» **Exercise details**
Down to the last character, write out the records below.

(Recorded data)
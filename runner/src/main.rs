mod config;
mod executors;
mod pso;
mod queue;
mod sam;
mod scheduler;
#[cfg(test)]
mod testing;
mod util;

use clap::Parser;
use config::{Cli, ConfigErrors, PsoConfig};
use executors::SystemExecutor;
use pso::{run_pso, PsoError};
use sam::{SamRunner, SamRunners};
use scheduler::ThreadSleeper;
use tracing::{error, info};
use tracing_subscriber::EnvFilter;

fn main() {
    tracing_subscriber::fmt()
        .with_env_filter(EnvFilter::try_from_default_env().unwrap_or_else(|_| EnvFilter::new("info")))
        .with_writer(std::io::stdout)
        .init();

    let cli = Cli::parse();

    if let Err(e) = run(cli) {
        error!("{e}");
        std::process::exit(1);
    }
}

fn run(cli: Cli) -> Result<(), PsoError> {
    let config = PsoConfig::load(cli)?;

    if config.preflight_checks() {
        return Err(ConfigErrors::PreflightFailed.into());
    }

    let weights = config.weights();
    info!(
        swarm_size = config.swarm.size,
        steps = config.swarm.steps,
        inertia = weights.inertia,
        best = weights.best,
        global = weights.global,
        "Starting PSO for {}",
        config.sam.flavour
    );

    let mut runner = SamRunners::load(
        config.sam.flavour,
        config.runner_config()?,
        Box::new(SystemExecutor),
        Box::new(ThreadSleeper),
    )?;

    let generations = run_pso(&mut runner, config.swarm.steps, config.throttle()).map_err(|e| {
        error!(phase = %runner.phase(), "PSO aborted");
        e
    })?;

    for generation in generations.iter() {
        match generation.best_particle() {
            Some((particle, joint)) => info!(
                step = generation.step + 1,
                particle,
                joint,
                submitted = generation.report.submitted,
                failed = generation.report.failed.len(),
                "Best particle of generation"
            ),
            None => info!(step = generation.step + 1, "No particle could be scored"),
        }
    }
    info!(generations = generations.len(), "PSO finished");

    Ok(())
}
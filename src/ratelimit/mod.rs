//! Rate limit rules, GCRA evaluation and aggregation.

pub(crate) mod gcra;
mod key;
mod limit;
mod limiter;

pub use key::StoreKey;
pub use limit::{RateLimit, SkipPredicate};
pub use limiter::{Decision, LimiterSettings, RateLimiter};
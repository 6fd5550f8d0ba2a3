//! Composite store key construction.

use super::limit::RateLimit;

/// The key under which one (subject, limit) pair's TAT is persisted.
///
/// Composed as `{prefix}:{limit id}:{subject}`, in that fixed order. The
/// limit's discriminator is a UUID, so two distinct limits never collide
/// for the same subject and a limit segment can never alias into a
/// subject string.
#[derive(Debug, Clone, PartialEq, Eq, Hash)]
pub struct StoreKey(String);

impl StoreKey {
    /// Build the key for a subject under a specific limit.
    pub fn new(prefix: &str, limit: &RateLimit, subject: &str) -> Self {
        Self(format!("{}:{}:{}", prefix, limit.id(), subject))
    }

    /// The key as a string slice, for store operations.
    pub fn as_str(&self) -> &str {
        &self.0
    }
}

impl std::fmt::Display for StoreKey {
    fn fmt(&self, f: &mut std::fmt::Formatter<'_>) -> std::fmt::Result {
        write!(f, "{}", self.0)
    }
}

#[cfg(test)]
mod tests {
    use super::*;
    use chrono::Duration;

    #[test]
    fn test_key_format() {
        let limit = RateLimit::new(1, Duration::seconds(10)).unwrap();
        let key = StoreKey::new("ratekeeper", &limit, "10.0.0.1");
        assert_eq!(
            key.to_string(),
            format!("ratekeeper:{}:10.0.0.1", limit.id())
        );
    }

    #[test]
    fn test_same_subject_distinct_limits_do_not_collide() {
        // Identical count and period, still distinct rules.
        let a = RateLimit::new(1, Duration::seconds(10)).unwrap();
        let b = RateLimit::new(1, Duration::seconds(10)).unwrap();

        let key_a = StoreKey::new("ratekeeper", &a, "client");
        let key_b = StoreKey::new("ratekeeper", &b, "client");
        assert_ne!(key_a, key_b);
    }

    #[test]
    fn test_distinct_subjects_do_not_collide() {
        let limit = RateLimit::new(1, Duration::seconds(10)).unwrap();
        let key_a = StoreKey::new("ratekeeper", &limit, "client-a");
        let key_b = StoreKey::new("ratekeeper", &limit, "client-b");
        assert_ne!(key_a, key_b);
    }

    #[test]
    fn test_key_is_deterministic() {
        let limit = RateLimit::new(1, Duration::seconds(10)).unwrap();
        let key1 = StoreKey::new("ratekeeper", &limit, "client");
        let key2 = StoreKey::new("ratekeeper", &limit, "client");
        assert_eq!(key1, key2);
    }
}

» **Response**
filename runner/src/main.rs
mod config;
mod executors;
mod pso;
mod queue;
mod sam;
mod scheduler;
#[cfg(test)]
mod testing;
mod util;

use clap::Parser;
use config::{Cli, ConfigErrors, PsoConfig};
use executors::SystemExecutor;
use pso::{run_pso, PsoError};
use sam::{SamRunner, SamRunners};
use scheduler::ThreadSleeper;
use tracing::{error, info};
use tracing_subscriber::EnvFilter;

fn main() {
    tracing_subscriber::fmt()
        .with_env_filter(EnvFilter::try_from_default_env().unwrap_or_else(|_| EnvFilter::new("info")))
        .with_writer(std::io::stdout)
        .init();

    let cli = Cli::parse();

    if let Err(e) = run(cli) {
        error!("{e}");
        std::process::exit(1);
    }
}

fn run(cli: Cli) -> Result<(), PsoError> {
    let config = PsoConfig::load(cli)?;

    if config.preflight_checks() {
        return Err(ConfigErrors::PreflightFailed.into());
    }

    let weights = config.weights();
    info!(
        swarm_size = config.swarm.size,
        steps = config.swarm.steps,
        inertia = weights.inertia,
        best = weights.best,
        global = weights.global,
        "Starting PSO for {}",
        config.sam.flavour
    );

    let mut runner = SamRunners::load(
        config.sam.flavour,
        config.runner_config()?,
        Box::new(SystemExecutor),
        Box::new(ThreadSleeper),
    )?;

    let generations = run_pso(&mut runner, config.swarm.steps, config.throttle()).map_err(|e| {
        error!(phase = %runner.phase(), "PSO aborted");
        e
    })?;

    for generation in generations.iter() {
        match generation.best_particle() {
            Some((particle, joint)) => info!(
                step = generation.step + 1,
                particle,
                joint,
                submitted = generation.report.submitted,
                failed = generation.report.failed.len(),
                "Best particle of generation"
            ),
            None => info!(step = generation.step + 1, "No particle could be scored"),
        }
    }
    info!(generations = generations.len(), "PSO finished");

    Ok(())
}
filename src/ratelimit/mod.rs
//! Rate limit rules, GCRA evaluation and aggregation.

pub(crate) mod gcra;
mod key;
mod limit;
mod limiter;

pub use key::StoreKey;
pub use limit::{RateLimit, SkipPredicate};
pub use limiter::{Decision, LimiterSettings, RateLimiter};
repository 6fd5550f8d0ba2a3
//! Composite store key construction.

use super::limit::RateLimit;

/// The key under which one (subject, limit) pair's TAT is persisted.
///
/// Composed as `{prefix}:{limit id}:{subject}`, in that fixed order. The
/// limit's discriminator is a UUID, so two distinct limits never collide
/// for the same subject and a limit segment can never alias into a
/// subject string.
#[derive(Debug, Clone, PartialEq, Eq, Hash)]
pub struct StoreKey(String);

impl StoreKey {
    /// Build the key for a subject under a specific limit.
    pub fn new(prefix: &str, limit: &RateLimit, subject: &str) -> Self {
        Self(format!("{}:{}:{}", prefix, limit.id(), subject))
    }

    /// The key as a string slice, for store operations.
    pub fn as_str(&self) -> &str {
        &self.0
    }
}

impl std::fmt::Display for StoreKey {
    fn fmt(&self, f: &mut std::fmt::Formatter<'_>) -> std::fmt::Result {
        write!(f, "{}", self.0)
    }
}

#[cfg(test)]
mod tests {
    use super::*;
    use chrono::Duration;

    #[test]
    fn test_key_format() {
        let limit = RateLimit::new(1, Duration::seconds(10)).unwrap();
        let key = StoreKey::new("ratekeeper", &limit, "10.0.0.1");
        assert_eq!(
            key.to_string(),
            format!("ratekeeper:{}:10.0.0.1", limit.id())
        );
    }

    #[test]
    fn test_same_subject_distinct_limits_do_not_collide() {
        // Identical count and period, still distinct rules.
        let a = RateLimit::new(1, Duration::seconds(10)).unwrap();
        let b = RateLimit::new(1, Duration::seconds(10)).unwrap();

        let key_a = StoreKey::new("ratekeeper", &a, "client");
        let key_b = StoreKey::new("ratekeeper", &b, "client");
        assert_ne!(key_a, key_b);
    }

    #[test]
    fn test_distinct_subjects_do_not_collide() {
        let limit = RateLimit::new(1, Duration::seconds(10)).unwrap();
        let key_a = StoreKey::new("ratekeeper", &limit, "client-a");
        let key_b = StoreKey::new("ratekeeper", &limit, "client-b");
        assert_ne!(key_a, key_b);
    }

    #[test]
    fn test_key_is_deterministic() {
        let limit = RateLimit::new(1, Duration::seconds(10)).unwrap();
        let key1 = StoreKey::new("ratekeeper", &limit, "client");
        let key2 = StoreKey::new("ratekeeper", &limit, "client");
        assert_eq!(key1, key2);
    }
}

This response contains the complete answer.